コレが何回目の「集い」になるのだろうか?それぐらい定番中の定番となった 「日光」日帰りツーリング。だが今回、私だけは特別な日となった・・・。そう、それは参加しているバイクである、「個人の持ち物」をご覧頂いた方はお気づきだろうと思うが「レプリカ好き」の私が唯一所有したアップハンバイク「GPZ」の初遠乗りだったからである(笑) このGPZは知り合いの方から無理言って譲って頂いたのだが、如何せん10年近くガレージにしまわれていた為、ここまで動くようにするにはそれなりの「労力」を費やした。それだけに初遠乗りとなるこのツーリングは相当なワクワク感があった(笑)。しかし、このGPZがとんでもない「秘密兵器?」を持っていようとは・・・。私は勿論の事、参加者全てが予想だにしていなかった・・・・。

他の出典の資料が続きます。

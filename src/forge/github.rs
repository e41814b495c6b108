//! forge::github
//!
//! GitHub implementation of the hosting-provider boundary.
//!
//! # Design
//!
//! Two REST calls: `GET /user` for token validation and `POST /user/repos`
//! for repository creation. The base URL is configurable for GitHub
//! Enterprise and for tests.
//!
//! # Authentication
//!
//! The token is sent only via the `Authorization` header. Non-2xx
//! responses surface GitHub's `message` field when the body parses,
//! falling back to the raw status.

use async_trait::async_trait;
use reqwest::header::{HeaderMap, HeaderValue, ACCEPT, AUTHORIZATION, USER_AGENT};
use reqwest::{Client, Response, StatusCode};
use serde::{Deserialize, Serialize};

use super::traits::{
    AccountInfo, CreateRepoRequest, CreatedRepo, ForgeError, HostingProvider,
};

/// Default GitHub API base URL.
const DEFAULT_API_BASE: &str = "https://api.github.com";

/// User-Agent header value for API requests.
const USER_AGENT_VALUE: &str = "gitvault";

/// GitHub hosting provider.
pub struct GitHubProvider {
    client: Client,
    token: String,
    api_base: String,
}

// Custom Debug to keep the token out of any formatted output.
impl std::fmt::Debug for GitHubProvider {
    fn fmt(&self, f: &mut std::fmt::Formatter<'_>) -> std::fmt::Result {
        f.debug_struct("GitHubProvider")
            .field("api_base", &self.api_base)
            .finish()
    }
}

impl GitHubProvider {
    /// Provider against the public GitHub API.
    pub fn new(token: impl Into<String>) -> Self {
        Self::with_api_base(token, DEFAULT_API_BASE)
    }

    /// Provider against a custom API base (Enterprise, tests).
    pub fn with_api_base(token: impl Into<String>, api_base: impl Into<String>) -> Self {
        Self {
            client: Client::new(),
            token: token.into(),
            api_base: api_base.into().trim_end_matches('/').to_string(),
        }
    }

    fn headers(&self) -> Result<HeaderMap, ForgeError> {
        let mut headers = HeaderMap::new();
        let auth = HeaderValue::from_str(&format!("Bearer {}", self.token))
            .map_err(|_| ForgeError::AuthFailed("token contains invalid characters".into()))?;
        headers.insert(AUTHORIZATION, auth);
        headers.insert(
            ACCEPT,
            HeaderValue::from_static("application/vnd.github+json"),
        );
        headers.insert(USER_AGENT, HeaderValue::from_static(USER_AGENT_VALUE));
        Ok(headers)
    }

    async fn error_from(response: Response) -> ForgeError {
        let status = response.status();
        let message = response
            .json::<ErrorBody>()
            .await
            .map(|body| body.message)
            .unwrap_or_else(|_| status.to_string());
        if status == StatusCode::UNAUTHORIZED || status == StatusCode::FORBIDDEN {
            ForgeError::AuthFailed(message)
        } else {
            ForgeError::ApiError {
                status: status.as_u16(),
                message,
            }
        }
    }
}

#[derive(Deserialize)]
struct ErrorBody {
    message: String,
}

#[derive(Deserialize)]
struct UserBody {
    login: String,
    name: Option<String>,
    avatar_url: Option<String>,
}

#[derive(Serialize)]
struct CreateRepoBody<'a> {
    name: &'a str,
    private: bool,
    #[serde(skip_serializing_if = "Option::is_none")]
    description: Option<&'a str>,
}

#[derive(Deserialize)]
struct RepoBody {
    full_name: String,
    html_url: String,
    clone_url: String,
    ssh_url: String,
    private: bool,
}

#[async_trait]
impl HostingProvider for GitHubProvider {
    async fn validate_token(&self) -> Result<AccountInfo, ForgeError> {
        let response = self
            .client
            .get(format!("{}/user", self.api_base))
            .headers(self.headers()?)
            .send()
            .await
            .map_err(|e| ForgeError::NetworkError(e.to_string()))?;

        if !response.status().is_success() {
            return Err(Self::error_from(response).await);
        }

        let user: UserBody = response
            .json()
            .await
            .map_err(|e| ForgeError::NetworkError(e.to_string()))?;
        Ok(AccountInfo {
            login: user.login,
            display_name: user.name,
            avatar_url: user.avatar_url,
        })
    }

    async fn create_repository(
        &self,
        request: CreateRepoRequest,
    ) -> Result<CreatedRepo, ForgeError> {
        let body = CreateRepoBody {
            name: &request.name,
            private: request.private,
            description: request.description.as_deref(),
        };
        let response = self
            .client
            .post(format!("{}/user/repos", self.api_base))
            .headers(self.headers()?)
            .json(&body)
            .send()
            .await
            .map_err(|e| ForgeError::NetworkError(e.to_string()))?;

        if !response.status().is_success() {
            return Err(Self::error_from(response).await);
        }

        let repo: RepoBody = response
            .json()
            .await
            .map_err(|e| ForgeError::NetworkError(e.to_string()))?;
        Ok(CreatedRepo {
            full_name: repo.full_name,
            web_url: repo.html_url,
            https_clone_url: repo.clone_url,
            ssh_url: repo.ssh_url,
            private: repo.private,
        })
    }
}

この日のメンバー、会長、店主、○ちゃん、とっ君、私の五人。
この日は活動開始時間が遅かった為「高速」を使うと言う事に・・・。東北自動車道○○インターから進入、そこから各自行動で佐野サービスエリア集合と言う形をとったのだが・・・・
料金所を抜けて加速斜線で一気に加速。その脇を「レプリカ」連中がロケットのようにすり抜けていく、流石に「近代兵器?(笑)」だけあってあっさりと前方にその姿を消していく・・・私も何とか追いつこうとアクセルを捻り、ギアをトップ入れた瞬間「???」オッオオオゥ〜〜〜・・・・まったく回転が上がらない!それどころか減速を開始・・。ギアを一つ下げると何とか加速するも100kmキープ!それ以上は、スピードも回転もまったく上がらない・・・(汗) 原因は明らかにキャブレターの不調なのだが、(2ヶ月前に車検と同時にOHもしてもらったんだ!キャブである訳が無い!)と出費を恐れるもう一人の自分が「こ・これはオートクルーズがついているのか?」などと言う現実逃避を行っている(悲) なおも空気抵抗なので「速度80km」のなかで加速、減速を繰り返す我が愛しの「GPZ」。途中で「キャプトン」をうならせ店主の「SR」が背後から急接近してきた。店主は私の異変に気付いたのか、横に並びかけて、「キャブとアクセル」を指差して人差し指を半回転まわした。店主の言いたい事は「回転が上がらないのか?」と言う問いかけだと思い、コクリと頷いた。(良かった・・・コレなら万が一停まっても安心だ・・・)と、ホッとした次の瞬間!「!!!!」 バババババァ〜ッ!店主は加速して行ってしまった「アレレレレレ〜?」 走り去る間際、店主は唇を45度上に傾けてなにやら一言呟いて走り去った・・・。この時私の中に突如として「読唇術の神」が舞い降りた(笑) その時店主の唇は「なっ・・・スピードが出ないってのは辛いだろ・・・」と動いていた・・・。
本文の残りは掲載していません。